*Records from a data collection*
☆ ☆ ☆ ☆ ☆ ☆ ☆

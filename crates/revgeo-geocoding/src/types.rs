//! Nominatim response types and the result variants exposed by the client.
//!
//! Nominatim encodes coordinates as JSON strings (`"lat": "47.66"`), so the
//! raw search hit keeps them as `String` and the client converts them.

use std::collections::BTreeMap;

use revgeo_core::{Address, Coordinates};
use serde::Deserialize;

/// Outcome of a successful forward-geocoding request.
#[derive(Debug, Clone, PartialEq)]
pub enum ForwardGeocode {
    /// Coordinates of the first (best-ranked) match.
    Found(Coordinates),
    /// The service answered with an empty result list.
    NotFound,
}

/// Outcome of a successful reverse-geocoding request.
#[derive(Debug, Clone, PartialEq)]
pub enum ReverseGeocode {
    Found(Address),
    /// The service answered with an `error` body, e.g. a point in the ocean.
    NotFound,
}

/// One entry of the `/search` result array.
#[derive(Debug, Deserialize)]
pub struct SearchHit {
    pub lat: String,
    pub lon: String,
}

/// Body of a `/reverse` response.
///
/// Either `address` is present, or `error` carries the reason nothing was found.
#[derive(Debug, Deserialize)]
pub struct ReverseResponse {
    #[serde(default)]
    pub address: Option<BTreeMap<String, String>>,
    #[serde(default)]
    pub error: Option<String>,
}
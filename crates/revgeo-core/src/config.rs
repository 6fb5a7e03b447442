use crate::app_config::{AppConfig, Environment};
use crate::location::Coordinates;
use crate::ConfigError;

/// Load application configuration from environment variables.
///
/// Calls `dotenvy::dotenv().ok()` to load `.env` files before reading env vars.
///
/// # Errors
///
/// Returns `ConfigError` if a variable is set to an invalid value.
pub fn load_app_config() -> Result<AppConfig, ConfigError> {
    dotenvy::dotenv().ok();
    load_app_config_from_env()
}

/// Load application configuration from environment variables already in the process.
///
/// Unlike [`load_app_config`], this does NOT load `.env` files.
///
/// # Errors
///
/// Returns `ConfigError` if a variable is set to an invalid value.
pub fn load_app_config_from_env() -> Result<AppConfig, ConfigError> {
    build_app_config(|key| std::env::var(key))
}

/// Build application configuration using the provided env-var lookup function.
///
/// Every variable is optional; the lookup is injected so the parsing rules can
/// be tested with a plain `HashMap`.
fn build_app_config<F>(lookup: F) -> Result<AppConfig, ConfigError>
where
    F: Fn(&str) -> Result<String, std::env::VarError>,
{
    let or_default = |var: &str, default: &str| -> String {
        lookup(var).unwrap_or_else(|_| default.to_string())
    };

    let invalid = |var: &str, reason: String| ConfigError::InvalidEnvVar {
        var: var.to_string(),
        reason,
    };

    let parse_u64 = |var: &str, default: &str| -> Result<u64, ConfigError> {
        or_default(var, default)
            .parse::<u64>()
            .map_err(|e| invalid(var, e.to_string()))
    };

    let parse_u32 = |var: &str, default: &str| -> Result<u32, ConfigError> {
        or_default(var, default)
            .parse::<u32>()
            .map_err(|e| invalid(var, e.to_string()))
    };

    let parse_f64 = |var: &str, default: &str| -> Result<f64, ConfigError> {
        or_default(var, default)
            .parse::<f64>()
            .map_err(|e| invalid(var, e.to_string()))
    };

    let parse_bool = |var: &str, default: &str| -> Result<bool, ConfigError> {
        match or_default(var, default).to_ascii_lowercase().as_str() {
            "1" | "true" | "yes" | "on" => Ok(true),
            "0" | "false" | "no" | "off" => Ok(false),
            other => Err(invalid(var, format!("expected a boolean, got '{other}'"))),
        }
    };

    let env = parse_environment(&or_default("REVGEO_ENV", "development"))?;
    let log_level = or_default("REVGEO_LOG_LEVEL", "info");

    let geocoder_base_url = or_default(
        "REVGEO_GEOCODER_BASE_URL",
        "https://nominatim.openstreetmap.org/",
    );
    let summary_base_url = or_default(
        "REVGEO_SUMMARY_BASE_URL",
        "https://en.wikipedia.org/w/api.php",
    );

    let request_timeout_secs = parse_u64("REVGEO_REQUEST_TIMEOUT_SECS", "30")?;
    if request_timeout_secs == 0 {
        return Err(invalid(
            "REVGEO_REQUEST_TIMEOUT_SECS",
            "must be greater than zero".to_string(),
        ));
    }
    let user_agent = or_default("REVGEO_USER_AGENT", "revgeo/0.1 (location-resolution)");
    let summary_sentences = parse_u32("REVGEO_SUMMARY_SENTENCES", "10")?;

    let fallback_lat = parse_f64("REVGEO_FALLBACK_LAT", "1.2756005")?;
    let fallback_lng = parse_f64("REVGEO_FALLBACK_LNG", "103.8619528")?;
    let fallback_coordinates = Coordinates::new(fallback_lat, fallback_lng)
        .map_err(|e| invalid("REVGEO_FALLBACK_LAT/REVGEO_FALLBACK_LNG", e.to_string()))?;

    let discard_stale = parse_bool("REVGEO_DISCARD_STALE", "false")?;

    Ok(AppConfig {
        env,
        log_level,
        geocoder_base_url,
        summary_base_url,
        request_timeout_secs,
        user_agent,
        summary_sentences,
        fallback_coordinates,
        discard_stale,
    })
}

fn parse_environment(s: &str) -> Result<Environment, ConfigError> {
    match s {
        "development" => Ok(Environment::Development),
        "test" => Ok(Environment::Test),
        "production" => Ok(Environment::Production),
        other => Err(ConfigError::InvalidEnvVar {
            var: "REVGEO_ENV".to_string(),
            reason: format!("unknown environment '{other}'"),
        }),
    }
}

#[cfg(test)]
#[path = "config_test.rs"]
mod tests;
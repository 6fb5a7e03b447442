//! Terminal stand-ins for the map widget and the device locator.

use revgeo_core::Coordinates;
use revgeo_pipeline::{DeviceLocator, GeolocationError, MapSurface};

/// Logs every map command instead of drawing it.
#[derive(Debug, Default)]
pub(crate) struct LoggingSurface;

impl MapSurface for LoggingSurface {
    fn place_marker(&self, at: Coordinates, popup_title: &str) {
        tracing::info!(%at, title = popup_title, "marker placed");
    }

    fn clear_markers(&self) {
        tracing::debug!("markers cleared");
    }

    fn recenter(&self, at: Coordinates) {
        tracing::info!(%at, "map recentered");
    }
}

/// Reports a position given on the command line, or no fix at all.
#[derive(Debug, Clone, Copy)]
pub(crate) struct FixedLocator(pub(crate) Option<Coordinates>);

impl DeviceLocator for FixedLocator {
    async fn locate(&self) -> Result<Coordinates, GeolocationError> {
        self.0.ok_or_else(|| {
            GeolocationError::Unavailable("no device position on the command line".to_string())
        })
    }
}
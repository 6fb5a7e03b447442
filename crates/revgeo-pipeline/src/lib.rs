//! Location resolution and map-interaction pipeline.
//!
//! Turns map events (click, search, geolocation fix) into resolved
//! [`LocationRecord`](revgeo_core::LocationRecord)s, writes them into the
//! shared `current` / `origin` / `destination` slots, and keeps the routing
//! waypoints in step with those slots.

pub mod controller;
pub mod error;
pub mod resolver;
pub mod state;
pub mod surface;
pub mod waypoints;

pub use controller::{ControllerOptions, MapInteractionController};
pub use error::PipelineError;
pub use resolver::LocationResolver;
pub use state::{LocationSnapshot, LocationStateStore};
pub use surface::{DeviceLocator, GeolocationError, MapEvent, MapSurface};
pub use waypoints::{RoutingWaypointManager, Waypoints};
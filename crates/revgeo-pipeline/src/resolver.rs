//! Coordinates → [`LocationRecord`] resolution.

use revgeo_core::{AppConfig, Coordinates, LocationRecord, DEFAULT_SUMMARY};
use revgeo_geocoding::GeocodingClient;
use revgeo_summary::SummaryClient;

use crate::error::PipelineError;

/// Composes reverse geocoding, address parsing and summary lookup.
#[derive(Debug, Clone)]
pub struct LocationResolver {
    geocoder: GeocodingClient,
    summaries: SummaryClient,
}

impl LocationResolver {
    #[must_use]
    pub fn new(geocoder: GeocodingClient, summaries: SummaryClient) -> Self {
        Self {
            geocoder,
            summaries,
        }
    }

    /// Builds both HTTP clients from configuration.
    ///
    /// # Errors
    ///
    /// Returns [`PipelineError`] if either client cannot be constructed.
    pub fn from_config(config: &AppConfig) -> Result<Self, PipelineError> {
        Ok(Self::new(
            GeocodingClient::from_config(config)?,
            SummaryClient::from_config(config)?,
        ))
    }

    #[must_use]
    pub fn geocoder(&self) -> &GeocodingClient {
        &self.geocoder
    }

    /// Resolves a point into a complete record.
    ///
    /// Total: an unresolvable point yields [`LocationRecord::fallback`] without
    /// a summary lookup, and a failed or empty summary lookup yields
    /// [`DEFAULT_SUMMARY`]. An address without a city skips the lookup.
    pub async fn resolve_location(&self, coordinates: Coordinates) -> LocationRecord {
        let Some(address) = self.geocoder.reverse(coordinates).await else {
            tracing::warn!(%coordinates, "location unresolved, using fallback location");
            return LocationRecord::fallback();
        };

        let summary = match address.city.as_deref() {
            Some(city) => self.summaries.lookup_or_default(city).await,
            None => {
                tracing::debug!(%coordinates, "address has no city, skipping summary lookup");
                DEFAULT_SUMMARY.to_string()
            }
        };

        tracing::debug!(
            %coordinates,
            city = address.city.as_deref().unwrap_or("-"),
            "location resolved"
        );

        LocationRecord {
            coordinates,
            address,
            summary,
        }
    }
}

☆ ☆ ☆ ☆ ☆ ☆ ☆

*Work order*
Copy out each line carrying the string "MapSurface" from the data.

*Output for this exercise*
use revgeo_pipeline::{DeviceLocator, GeolocationError, MapSurface};
impl MapSurface for LoggingSurface {
pub use surface::{DeviceLocator, GeolocationError, MapEvent, MapSurface};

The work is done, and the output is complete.